** Your assignment **
Scan the data below and state how many of its lines contain the word "host", giving only the figure.

Collected data entries
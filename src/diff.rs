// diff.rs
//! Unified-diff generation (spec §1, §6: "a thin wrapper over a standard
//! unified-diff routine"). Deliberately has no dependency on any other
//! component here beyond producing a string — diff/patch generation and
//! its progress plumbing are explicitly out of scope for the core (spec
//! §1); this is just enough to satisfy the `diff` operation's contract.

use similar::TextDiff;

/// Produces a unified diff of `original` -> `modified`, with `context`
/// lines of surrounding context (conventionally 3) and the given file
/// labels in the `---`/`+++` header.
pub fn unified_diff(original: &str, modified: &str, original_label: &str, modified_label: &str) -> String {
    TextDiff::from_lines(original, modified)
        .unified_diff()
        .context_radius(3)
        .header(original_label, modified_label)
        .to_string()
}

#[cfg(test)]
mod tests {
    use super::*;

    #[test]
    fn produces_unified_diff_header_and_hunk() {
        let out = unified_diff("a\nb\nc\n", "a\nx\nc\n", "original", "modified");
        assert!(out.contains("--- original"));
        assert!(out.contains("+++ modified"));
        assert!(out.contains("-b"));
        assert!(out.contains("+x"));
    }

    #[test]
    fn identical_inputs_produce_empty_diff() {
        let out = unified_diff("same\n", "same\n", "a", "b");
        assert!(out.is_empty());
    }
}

==

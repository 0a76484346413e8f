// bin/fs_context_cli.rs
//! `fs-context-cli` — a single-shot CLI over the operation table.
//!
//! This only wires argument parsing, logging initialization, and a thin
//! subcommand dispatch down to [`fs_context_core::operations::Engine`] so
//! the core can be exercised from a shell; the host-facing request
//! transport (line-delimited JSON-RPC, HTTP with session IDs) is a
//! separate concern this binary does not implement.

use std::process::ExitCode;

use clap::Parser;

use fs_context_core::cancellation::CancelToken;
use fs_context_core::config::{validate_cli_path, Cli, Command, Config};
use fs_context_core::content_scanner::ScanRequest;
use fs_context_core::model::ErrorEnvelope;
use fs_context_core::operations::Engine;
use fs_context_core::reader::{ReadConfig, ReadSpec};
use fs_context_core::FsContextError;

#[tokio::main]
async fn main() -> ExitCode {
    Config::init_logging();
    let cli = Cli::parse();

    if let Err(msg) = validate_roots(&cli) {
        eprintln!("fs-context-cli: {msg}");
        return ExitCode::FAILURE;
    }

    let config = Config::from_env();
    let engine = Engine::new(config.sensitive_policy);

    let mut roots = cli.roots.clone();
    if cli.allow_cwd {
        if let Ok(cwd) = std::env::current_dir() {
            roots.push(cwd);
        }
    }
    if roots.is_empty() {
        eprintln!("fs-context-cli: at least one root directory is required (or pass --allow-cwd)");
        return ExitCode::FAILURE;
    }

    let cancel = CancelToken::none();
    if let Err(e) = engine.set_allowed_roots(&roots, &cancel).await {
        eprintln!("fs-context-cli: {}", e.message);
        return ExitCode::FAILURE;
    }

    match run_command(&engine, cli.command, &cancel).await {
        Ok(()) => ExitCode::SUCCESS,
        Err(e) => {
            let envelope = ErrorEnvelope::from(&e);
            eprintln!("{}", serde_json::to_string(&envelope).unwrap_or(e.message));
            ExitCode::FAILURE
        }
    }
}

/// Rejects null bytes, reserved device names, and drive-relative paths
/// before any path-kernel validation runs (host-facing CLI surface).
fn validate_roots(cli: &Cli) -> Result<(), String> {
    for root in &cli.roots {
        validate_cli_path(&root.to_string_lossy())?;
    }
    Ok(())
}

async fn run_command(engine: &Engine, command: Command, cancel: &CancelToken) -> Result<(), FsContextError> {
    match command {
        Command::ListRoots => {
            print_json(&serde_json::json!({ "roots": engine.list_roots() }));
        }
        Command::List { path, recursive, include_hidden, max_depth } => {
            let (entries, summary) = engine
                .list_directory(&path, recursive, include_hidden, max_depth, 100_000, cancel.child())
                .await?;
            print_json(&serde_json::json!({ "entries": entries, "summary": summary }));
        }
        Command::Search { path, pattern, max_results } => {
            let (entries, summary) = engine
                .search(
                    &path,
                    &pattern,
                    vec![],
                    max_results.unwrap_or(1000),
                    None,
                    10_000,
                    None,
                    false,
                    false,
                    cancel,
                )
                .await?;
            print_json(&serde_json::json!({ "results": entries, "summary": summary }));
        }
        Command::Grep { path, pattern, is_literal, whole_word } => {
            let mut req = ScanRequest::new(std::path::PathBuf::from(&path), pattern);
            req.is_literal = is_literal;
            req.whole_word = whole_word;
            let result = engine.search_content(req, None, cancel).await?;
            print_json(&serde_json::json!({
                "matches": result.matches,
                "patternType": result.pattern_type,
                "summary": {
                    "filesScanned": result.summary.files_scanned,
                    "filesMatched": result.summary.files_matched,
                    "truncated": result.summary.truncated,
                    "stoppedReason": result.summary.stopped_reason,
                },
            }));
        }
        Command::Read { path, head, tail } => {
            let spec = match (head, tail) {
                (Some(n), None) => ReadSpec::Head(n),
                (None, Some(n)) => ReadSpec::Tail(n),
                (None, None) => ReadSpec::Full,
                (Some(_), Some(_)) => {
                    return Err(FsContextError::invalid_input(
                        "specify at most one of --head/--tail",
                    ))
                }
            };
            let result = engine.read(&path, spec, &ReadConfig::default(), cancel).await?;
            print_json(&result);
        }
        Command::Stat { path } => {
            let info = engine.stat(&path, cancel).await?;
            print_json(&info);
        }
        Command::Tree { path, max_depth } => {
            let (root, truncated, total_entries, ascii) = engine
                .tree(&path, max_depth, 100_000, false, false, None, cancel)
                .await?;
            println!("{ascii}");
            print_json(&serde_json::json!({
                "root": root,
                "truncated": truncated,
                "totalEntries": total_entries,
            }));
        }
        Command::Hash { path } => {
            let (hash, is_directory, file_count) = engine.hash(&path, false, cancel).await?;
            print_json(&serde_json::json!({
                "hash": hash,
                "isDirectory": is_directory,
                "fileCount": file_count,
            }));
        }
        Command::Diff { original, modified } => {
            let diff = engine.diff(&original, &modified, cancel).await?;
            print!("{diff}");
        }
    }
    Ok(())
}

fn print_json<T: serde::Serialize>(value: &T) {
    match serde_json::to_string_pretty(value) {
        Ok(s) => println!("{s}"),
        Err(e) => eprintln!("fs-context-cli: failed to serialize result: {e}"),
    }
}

** Task solution **
2